There are well validated rodent paradigms of schizophrenia which are based on environmental manipulation (e.g. altered rearing conditions) or drug challenges. These manipulations induce behavioural changes in rodents that are thought to involve neuronal circuitry similar to the ones that are affected by the pathophysiology of the disorder. This study has investigated whether three such rodent paradigms (isolation rearing, neonatal PCP treatment or sub-chronic PCP treatment) are associated with changes in muscarinic receptors (CHRMs) or ionotropic glutamate receptors, some of which have been reported to be altered in the CNS of subjects with schizophrenia. ( 3 H)pirenzepine (CHRM1), ( 3 H)4DAMP (CHRM1/CHRM3), ( 3 H)MK801 (NMDA receptors) and ( 3 H)kainate (kainate receptors; KAR) binding were measured using in situ radioligand binding and autoradiography. Isolation rearing caused widespread decreases in ( 3 H)4DAMP (p = 0.01) and ( 3 H)kainate binding (p = 0.03). Neonatal PCP caused widespread increases in ( 3 H)4DAMP binding (p <0.0001), whereas sub-chronic PCP treatment caused widespread decreases in the binding of that radioligand (p < 0.002) and widespread increases in (3H)MK801 binding (p < 0.0001). There were no changes in ( 3 H)pirenzepine binding to CHRM1 receptors in any paradigm or no significant within region changes in the binding of any radioligand.
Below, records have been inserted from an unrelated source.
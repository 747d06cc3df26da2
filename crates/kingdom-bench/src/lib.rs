//! Benchmark profiles for the Kingdom placement engine.
//!
//! - [`filled_board`]: a board grown by a fixed number of deterministic
//!   placements, for move-generation and scoring benches.
//! - [`greedy_game`]: a full seeded game where every player takes the first
//!   free slot and the first legal play.

#![forbid(unsafe_code)]
#![deny(rustdoc::broken_intra_doc_links)]

use kingdom_board::{Board, Rules};
use kingdom_core::{Domino, InvalidPlay};
use kingdom_draft::{Catalog, ConfigError, DraftError, Game, GameConfig, Phase, Placement};

/// Grow a board by placing `dominoes` in order, each on the legal play at
/// position `seed % legal.len()` (rotating the seed between turns).
/// Dominoes without a legal play are discarded.
///
/// Every play comes from `valid_plays`, so an error here means move
/// generation and validation disagree.
pub fn filled_board(rules: Rules, dominoes: &[Domino], seed: u64) -> Result<Board, InvalidPlay> {
    let mut board = Board::new(rules);
    let mut state = seed;
    for &domino in dominoes {
        let legal = board.valid_plays(domino, None, None);
        if legal.is_empty() {
            board.discard(domino);
            continue;
        }
        state = state.wrapping_mul(6364136223846793005).wrapping_add(1442695040888963407);
        let index = (state >> 33) as usize % legal.len();
        if let Some(&play) = legal.get_index(index) {
            board.play(play)?;
        }
    }
    Ok(board)
}

/// Errors a benchmark game can hit.
#[derive(Debug)]
pub enum ProfileError {
    /// The game could not be created.
    Config(ConfigError),
    /// A draft action was rejected.
    Draft(DraftError),
}

impl From<ConfigError> for ProfileError {
    fn from(e: ConfigError) -> Self {
        Self::Config(e)
    }
}

impl From<DraftError> for ProfileError {
    fn from(e: DraftError) -> Self {
        Self::Draft(e)
    }
}

/// Play a full game greedily and return it finished.
pub fn greedy_game(catalog: &Catalog, config: GameConfig) -> Result<Game, ProfileError> {
    let mut game = Game::new(catalog, config)?;
    loop {
        match game.phase() {
            Phase::Draw => {
                game.begin_round()?;
            }
            Phase::Select(player) => {
                let index = game
                    .line()
                    .and_then(|line| line.unclaimed().first().copied())
                    .unwrap_or(0);
                game.select(player, index)?;
            }
            Phase::Place => {
                let Some((player, domino)) = game.next_placement() else {
                    continue;
                };
                let placement = game
                    .legal_plays()
                    .and_then(|plays| plays.first().copied())
                    .map_or(Placement::Discard, Placement::Play);
                game.place(player, domino, placement)?;
            }
            Phase::Over => return Ok(game),
        }
    }
}
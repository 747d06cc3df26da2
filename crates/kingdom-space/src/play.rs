//! Domino placement descriptors.
//!
//! A placement puts the two halves of a domino on two adjacent cells. The
//! same placement can be described from either end: anchored on the left
//! half stepping towards the right half, or anchored on the right half
//! stepping back. [`Play`] stores one canonical descriptor, so both
//! descriptions compare and hash equal without a custom equivalence.
//!
//! The two orientations of a domino on the same pair of cells (left half
//! on either cell) are different placements; [`Play::reversed`] maps one
//! to the other.

use std::fmt;

use kingdom_core::{Direction, Domino, Point, Tile};
use smallvec::SmallVec;

/// Which half of a domino.
#[derive(Clone, Copy, Debug, PartialEq, Eq, Hash, PartialOrd, Ord)]
pub enum Half {
    /// [`Domino::left`].
    Left,
    /// [`Domino::right`].
    Right,
}

impl Half {
    /// The other half.
    pub const fn other(self) -> Self {
        match self {
            Self::Left => Self::Right,
            Self::Right => Self::Left,
        }
    }

    /// This half's tile on `domino`.
    pub const fn of(self, domino: &Domino) -> Tile {
        match self {
            Self::Left => domino.left,
            Self::Right => domino.right,
        }
    }
}

/// A domino placed on two adjacent cells.
///
/// Canonical form: `anchor` is the smaller of the two cells and
/// `direction` is east or south. `anchor_half` records which half sits on
/// the anchor. Construction normalises any descriptor into this form.
///
/// # Examples
///
/// ```
/// use kingdom_core::{Direction, Domino, Point, Suit, Tile};
/// use kingdom_space::Play;
///
/// let domino = Domino::new(
///     1,
///     Tile::new(Suit::Forest, 0),
///     Tile::new(Suit::Grass, 0),
/// );
/// let play = Play::new(domino, Point::new(4, 5), Direction::East);
/// assert_eq!(play.points(), (Point::new(4, 5), Point::new(4, 6)));
/// assert_eq!(play.flipped(), play);
/// assert_ne!(play.reversed(), play);
/// ```
#[derive(Clone, Copy, Debug, PartialEq, Eq, Hash)]
pub struct Play {
    domino: Domino,
    anchor: Point,
    direction: Direction,
    anchor_half: Half,
}

impl Play {
    /// Place `domino.left` at `anchor` and `domino.right` one step in
    /// `direction`.
    pub fn new(domino: Domino, anchor: Point, direction: Direction) -> Self {
        Self::with_anchor_half(domino, anchor, direction, Half::Left)
    }

    /// Place the given half at `anchor` and the other half one step in
    /// `direction`.
    pub fn with_anchor_half(
        domino: Domino,
        anchor: Point,
        direction: Direction,
        anchor_half: Half,
    ) -> Self {
        if direction.is_forward() {
            Self {
                domino,
                anchor,
                direction,
                anchor_half,
            }
        } else {
            Self {
                domino,
                anchor: anchor + direction,
                direction: direction.opposite(),
                anchor_half: anchor_half.other(),
            }
        }
    }

    /// The placed domino.
    pub fn domino(&self) -> &Domino {
        &self.domino
    }

    /// Canonical anchor: the smaller occupied cell.
    pub fn anchor(&self) -> Point {
        self.anchor
    }

    /// Canonical direction: east or south.
    pub fn direction(&self) -> Direction {
        self.direction
    }

    /// Which half sits on [`anchor`](Play::anchor).
    pub fn anchor_half(&self) -> Half {
        self.anchor_half
    }

    /// The occupied pair `(anchor, anchor + direction)`.
    pub fn points(&self) -> (Point, Point) {
        (self.anchor, self.anchor + self.direction)
    }

    /// The cell holding `half`.
    pub fn point_of(&self, half: Half) -> Point {
        if half == self.anchor_half {
            self.anchor
        } else {
            self.anchor + self.direction
        }
    }

    /// The cell holding the left half.
    pub fn left_point(&self) -> Point {
        self.point_of(Half::Left)
    }

    /// The cell holding the right half.
    pub fn right_point(&self) -> Point {
        self.point_of(Half::Right)
    }

    /// Both `(cell, tile)` writes this placement performs, left half first.
    pub fn placements(&self) -> [(Point, Tile); 2] {
        [Half::Left, Half::Right].map(|half| (self.point_of(half), half.of(&self.domino)))
    }

    fn external_neighbours(from: Point, partner: Point) -> SmallVec<[Point; 3]> {
        from.adjacent_points()
            .into_iter()
            .filter(|&p| p != partner)
            .collect()
    }

    /// The three 4-neighbours of the left half, excluding the right half.
    pub fn left_adjacent_points(&self) -> SmallVec<[Point; 3]> {
        Self::external_neighbours(self.left_point(), self.right_point())
    }

    /// The three 4-neighbours of the right half, excluding the left half.
    pub fn right_adjacent_points(&self) -> SmallVec<[Point; 3]> {
        Self::external_neighbours(self.right_point(), self.left_point())
    }

    /// `(occupied, neighbour)` edges leaving the placement: three per half,
    /// the internal edge between the halves excluded.
    pub fn adjacent_edges(&self) -> SmallVec<[(Point, Point); 6]> {
        let (left, right) = (self.left_point(), self.right_point());
        left.adjacent_edges()
            .into_iter()
            .chain(right.adjacent_edges())
            .filter(|&(a, b)| !((a, b) == (left, right) || (a, b) == (right, left)))
            .collect()
    }

    /// The same placement described from the other end: anchored one step
    /// along `direction`, pointing back.
    ///
    /// Always equal to `self`.
    pub fn flipped(&self) -> Self {
        Self::with_anchor_half(
            self.domino,
            self.anchor + self.direction,
            self.direction.opposite(),
            self.anchor_half.other(),
        )
    }

    /// The domino turned end-for-end on the same two cells.
    pub fn reversed(&self) -> Self {
        Self {
            anchor_half: self.anchor_half.other(),
            ..*self
        }
    }
}

impl fmt::Display for Play {
    fn fmt(&self, f: &mut fmt::Formatter<'_>) -> fmt::Result {
        write!(
            f,
            "#{} {}@{} {}@{}",
            self.domino.number,
            self.domino.left.suit,
            self.left_point(),
            self.domino.right.suit,
            self.right_point(),
        )
    }
}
In conclusion, in the absence of any changes in CHRM1 receptors, our ( 3 H)4DAMP and the binding of (3H)MK801 data would suggest that different rodent paradigms cause variable changes in levels of CHRM3 and KAR in the rat CNS. Our data raises the possibility that such changes may, in part, modulate the behavioural differences that have been observed after isolation rearing, neonatal PCP treatment or sub-chronic PCP treatment.